Tuttavia, non è possibile evitare una sia pur sommaria analisi degli aspetti di maggiore interesse per l’impresa sanitaria e in particolare per la Srl odontoiatrica.
Definiamo intanto i macro temi legati a questa legge, partendo dall’art. 5:
L’Ente è responsabile per i reati commessi nel suo interesse o a suo vantaggio:
- Da persone che rivestono funzioni di rappresentanza, di amministrazione o di direzione dell’ente o di una sua unità organizzativa dotata di autonomia finanziaria e funzionale nonché dalle persone che esercitano, anche di fatto, la gestione e il controllo dello stesso;
- Da persone sottoposte alla direzione o alla vigilanza di uno dei soggetti di cui alla lettera a).
L’ente non risponde se le persone indicate nel comma 1 hanno agito nell’interesse esclusivo proprio o di terzi.
All’art. 6, la Legge 231 introduce un altro elemento portante dell’esaminando impianto legislativo parlando di Soggetti in posizione apicale e modelli di organizzazione dell’ente:
Se il reato è stato commesso dalle persone indicate nell’articolo 5, comma 1, lettera a), l’ente non risponde se prova che:
- L’organo dirigente ha adottato ed efficacemente attuato, prima della commissione del fatto, modelli di organizzazione e di gestione idonei a prevenire reati della specie di quello verificatosi;
- Il compito di vigilare sul funzionamento e l’osservanza dei modelli e di curare il loro aggiornamento è stato affidato a un organismo dell’ente dotato di autonomi poteri di iniziativa e di controllo;
- Le persone hanno commesso il reato eludendo fraudolentemente i modelli di organizzazione e di gestione;
- Non vi è stata omessa o insufficiente vigilanza da parte dell’organismo di cui alla lettera b).
In relazione all’estensione dei poteri delegati e al rischio di commissione dei reati, i modelli di cui alla lettera a), del comma 1, devono rispondere alle seguenti esigenze:
- Individuare le attività nel cui ambito possono essere commessi reati;
- Prevedere specifici protocolli diretti a programmare la formazione e l’attuazione delle decisioni dell’ente in relazione ai reati da prevenire;
- Individuare modalità di gestione delle risorse finanziarie idonee ad impedire la commissione dei reati;
- Prevedere obblighi di informazione nei confronti dell’organismo deputato a vigilare sul funzionamento e l’osservanza dei modelli;
- Introdurre un sistema disciplinare idoneo a sanzionare il mancato rispetto delle misure indicate nel modello.

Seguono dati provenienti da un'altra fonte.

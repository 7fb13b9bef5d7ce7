//! Configuration management subsystem.
//!
//! # Data Flow
//! ```text
//! config file (TOML)
//!     → loader.rs (parse & deserialize)
//!     → validation.rs (semantic checks)
//!     → HttpConfig (validated, immutable)
//!     → route defaults merged with each route's RouteLimitsOverride
//! ```
//!
//! # Design Decisions
//! - Config is immutable once loaded
//! - All fields have defaults to allow minimal configs
//! - Validation separates syntactic (serde) from semantic checks

pub mod loader;
pub mod schema;
pub mod validation;

pub use loader::{load_config, parse_config, ConfigError};
pub use schema::{
    BodyLimits, FileLimits, HttpConfig, ObservabilityConfig, RouteLimits, RouteLimitsOverride,
    ServerConfig,
};
impl Schema {
    /// Wraps the schema so that an absent value is accepted.
    pub fn optional(self) -> Schema {
        match self {
            Schema::Optional(_) => self,
            other => Schema::Optional(Box::new(other)),
        }
    }

    pub fn is_optional(&self) -> bool {
        matches!(self, Schema::Optional(_))
    }

    /// Validates a JSON value, returning the projected value on success.
    pub fn validate(&self, value: &Value) -> Result<Value, Vec<SchemaIssue>> {
        let mut issues = Vec::new();
        let out = check(self, value, "", &mut issues);
        if issues.is_empty() {
            Ok(out)
        } else {
            Err(issues)
        }
    }

    /// Validates a raw string parameter (header, cookie, url or query value).
    ///
    /// `Ok(None)` means the parameter is optional and was not supplied.
    pub fn validate_param(&self, raw: Option<&str>) -> Result<Option<Value>, ParamError> {
        let inner = match self {
            Schema::Optional(inner) => match raw {
                None => return Ok(None),
                Some(_) => inner.as_ref(),
            },
            other => other,
        };
        let Some(raw) = raw else {
            return Err(ParamError::Missing);
        };
        let coerced = coerce_param(inner, raw).map_err(ParamError::Invalid)?;
        inner.validate(&coerced).map(Some).map_err(ParamError::Invalid)
    }
}

fn coerce_param(schema: &Schema, raw: &str) -> Result<Value, Vec<SchemaIssue>> {
    match schema {
        Schema::Number(_) => raw
            .trim()
            .parse::<f64>()
            .ok()
            .and_then(|n| {
                if n.fract() == 0.0 && n.abs() < i64::MAX as f64 {
                    Some(Value::from(n as i64))
                } else {
                    Number::from_f64(n).map(Value::Number)
                }
            })
            .ok_or_else(|| vec![SchemaIssue::new("", format!("expected a number, received \"{raw}\""))]),
        Schema::Boolean => match raw.trim().to_ascii_lowercase().as_str() {
            "true" | "1" => Ok(Value::Bool(true)),
            "false" | "0" => Ok(Value::Bool(false)),
            _ => Err(vec![SchemaIssue::new(
                "",
                format!("expected a boolean, received \"{raw}\""),
            )]),
        },
        Schema::Array(array) => raw
            .split(',')
            .map(|item| coerce_param(&array.items, item))
            .collect::<Result<Vec<_>, _>>()
            .map(Value::Array),
        Schema::Object(_) => serde_json::from_str(raw)
            .map_err(|_| vec![SchemaIssue::new("", "expected a JSON object")]),
        Schema::Optional(inner) => coerce_param(inner, raw),
        Schema::Any | Schema::String(_) => Ok(Value::String(raw.to_string())),
    }
}

// Repeated multipart fields arrive as an array of strings.
fn coerce_form_field(schema: &Schema, value: &Value) -> Result<Value, Vec<SchemaIssue>> {
    match (schema, value) {
        (Schema::Optional(inner), _) => coerce_form_field(inner, value),
        (_, Value::String(raw)) => coerce_param(schema, raw),
        (Schema::Array(array), Value::Array(items)) => {
            let mut coerced = Vec::with_capacity(items.len());
            let mut issues = Vec::new();
            for (index, item) in items.iter().enumerate() {
                match item {
                    Value::String(raw) => match coerce_param(&array.items, raw) {
                        Ok(v) => coerced.push(v),
                        Err(found) => issues.extend(found.into_iter().map(|mut issue| {
                            issue.path = if issue.path.is_empty() {
                                index.to_string()
                            } else {
                                join(&index.to_string(), &issue.path)
                            };
                            issue
                        })),
                    },
                    other => coerced.push(other.clone()),
                }
            }
            if issues.is_empty() {
                Ok(Value::Array(coerced))
            } else {
                Err(issues)
            }
        }
        _ => Ok(value.clone()),
    }
}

Questi due articoli già da soli ci danno una prima idea delle novità contenute in questa Legge 231.
Da una parte, la definizione di una nuova tipologia di reato, che sussiste se la condotta posta in essere appartiene ad una o più categorie illecite – i cosiddetti reati presupposto – e se la stessa condotta ha portato vantaggi all’impresa stessa o anche alle sue strutture apicali oltre che all’impresa stessa, mentre non sussiste quando i vantaggi hanno interessato solo le strutture apicali o terzi estranei e neanche quando l’aggiramento dei sistemi di controllo non è imputabile, a vario titolo, alla impresa stessa.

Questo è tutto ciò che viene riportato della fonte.